Hoy, en Tokio, en un acto presidido por el emperador Akihito, Rafael Aranda (1961), Carme Pigem (1962) y Ramon Vilalta (1960), de RCR Arquitectes, un estudio de Olot, han recogido hoy el Premio Pritzker, el principal premio de arquitectura a nivel mundial (lo denominan "el Nobel de la arquitectura" y lo han ganado grandes artistas como el brasileño Oscar Niemeyer, el norteamericano Frank Gehry o el holandés Rem Koolhaas). El premio tiene una dotación de 100.000 dólares. El acto ha tenido lugar en el palacio de Akasaka y a él han asistido grandes personalidades del mundo de la arquitectura.

Jardín de la arboleda de Begur. Foto: Manuel Pino.

Carme Pigem se ha encargado del discurso de aceptación del premio y ha expresado su "Emoción, felicidad, orgullo, responsabilidad y admiración por los que ganaron el premio antes". Pigem ha afirmado que su voluntad ha sido siempre "hacer sentir cosas a la gente que vive en los espacios que creamos". Pigem ha expresado su admiración por Japón, un país que los arquitectos de RCR ya conocieron al principio de su carrera y los marcó mucho. El presidente del jurado, el australiano Glenn Murcutt, ha querido elogiar el trabajo del despacho de arquitectos de Olot, definiéndolo como "modesto y al mismo tiempo audaz". Tom Pritzker, presidente de la Fundación Hyatt, que otorga este premio, ha destacado que los tres arquitectos catalanes intentan conseguir "belleza física y espacial a la vez que funcionalidad". Ha resaltado, además, que los miembros de RCR "han conseguido mantener el balance entre las necesidades locales y las ideas internacionales". Rafael Aranda, en declaraciones a los periodistas, ha destacado que la clave de este premio es el trabajo en equipo. Es la primera vez que el premio Pritzker se da simultáneamente a tres arquitectos.

Biblioteca de Sant Antoni, en Barcelona. Foto: Sílvia Costa y Josep Azuara.

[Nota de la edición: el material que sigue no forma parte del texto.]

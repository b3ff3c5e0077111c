//! # Deployment Entry Point
//!
//! Builds the deployment unit: declares the conformance-pack stack,
//! attaches the accepted lint suppressions, and hands the stack to an
//! explicit [`App`] context. The lint pass runs over the whole unit via
//! [`lint_app()`]. Nothing here performs network calls; the output is a
//! declarative resource graph for the external engine.

use std::path::Path;

use cpack_core::{App, Environment, Suppression};
use cpack_nag::{check_stack, NagReport};

use crate::error::StackError;
use crate::stack::ConformancePackStack;

/// The findings accepted as unavoidable for this deployment, with their
/// justifications.
///
/// The upload mechanism's auto-generated execution role necessarily
/// carries provider-managed policies and wildcard permissions, and its
/// helper function pins its own runtime; the single-bucket layout leaves
/// nowhere to deliver access logs.
pub fn accepted_suppressions() -> Vec<Suppression> {
    vec![
        Suppression::new(
            "AwsSolutions-S1",
            "Server access logs would need a second bucket to deliver to; \
             this deployment provisions exactly one bucket.",
        ),
        Suppression::new(
            "AwsSolutions-IAM4",
            "The bucket deployment provisions a default execution role that \
             attaches provider-managed policies; supplying a custom role \
             still creates the default one.",
        ),
        Suppression::new(
            "AwsSolutions-IAM5",
            "The bucket deployment's default execution role carries wildcard \
             permissions; supplying a custom role still creates the default \
             one.",
        ),
        Suppression::new(
            "AwsSolutions-L1",
            "The bucket deployment pins the runtime of its helper function; \
             the runtime version is not configurable from this stack.",
        ),
    ]
}

/// Construct the deployment unit.
///
/// With `env` omitted the deployment is environment-agnostic and the
/// synthesized template can be deployed anywhere; nothing in this stack
/// requires an environment-specific lookup.
///
/// # Errors
///
/// Returns `StackError` if the stack cannot be declared (see
/// [`ConformancePackStack::declare()`]).
pub fn build_app(
    env: Option<Environment>,
    template_dir: &Path,
) -> Result<App, StackError> {
    let mut wired = ConformancePackStack::declare(env, template_dir)?;
    wired.stack_mut().add_suppressions(accepted_suppressions());

    let mut app = App::new();
    app.add_stack(wired.into_stack());
    Ok(app)
}

/// Run the security-lint pass over every stack in the deployment unit.
pub fn lint_app(app: &App) -> Vec<(String, NagReport)> {
    app.stacks()
        .iter()
        .map(|stack| (stack.name().to_string(), check_stack(stack)))
        .collect()
}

Además de la realización de proyectos arquitectónicos, desde 2008, RCR ha organizado el Laboratorio Barberí, en Olot, y a través de la RCR Bunka Fundación Privada se ha vinculado al mundo de la dinamización cultural desde una perspectiva multidisciplinar, más allá de la arquitectura. Así, RCR ha organizado talleres de Arquitectura y Paisaje, de Audiovisual y Fotografía, de Escenografía y Arquitectura Efímera; programas de Danza y de Diseño Gráfico... El Laboratorio Barberí organiza grandes encuentros internacionales, virtuales y físicos, sobre la investigación en temática de espacio.

Los miembros de RCR estudiaron en la Escuela Técnica Superior de Arquitectura del Vallès y al acabar sus estudios se establecieron en Olot. Durante bastante tiempo trabajaron principalmente en Catalunya, aunque en los últimos años han tenido muchos encargos en el exterior. Entre sus obras se pueden destacar la Biblioteca del barrio de Sant Antoni en Barcelona, el restaurante Les Cols d'Olot, el Jardín de Infancia Els Colors de Manlleu, el campo de atletismo Tussols-Basil en Olot, la bodega Bell-lloc en el Empordà, el Museo Soulanges en Rodez, el parque de l'Arbreda de Begur... Han ganado numerosas distinciones, como el Premio Nacional de Cultura, que obtuvieron en 2005. Su trabajo ha despertado mucho interés en revistas especializadas y el RCR ha sido invitado a la mayoría de grandes encuentros internacionales de arquitectura.

RCR da prioridad a adaptar los edificios al lugar|sitio donde se tienen que construir. Es una arquitectura que establece una relación directa con el paisaje, que pretende aprovechar al máximo los valores que ya tiene el lugar antes de la construcción (como la bodega Bell-lloc, perfectamente integrada en los campos de viñas). Por lo tanto, siempre intenta usar poca diversidad de materiales, y da preferencia a materiales muy básicos, auténticos, siempre que sea posible procedentes del entorno... RCR reivindica, sobre todo, una arquitectura que transmita bienestar a los usuarios y que facilite espacios funcionales. El jurado que los ha galardonado ha valorado especialmente su vinculación con sus raíces.

Restaurante Les Cols. Foto: Sílvia Costa y Josep Azuara.

 

Imagen de portada: Musée Soulages de Rodez (Francia). Foto: Waltercolor.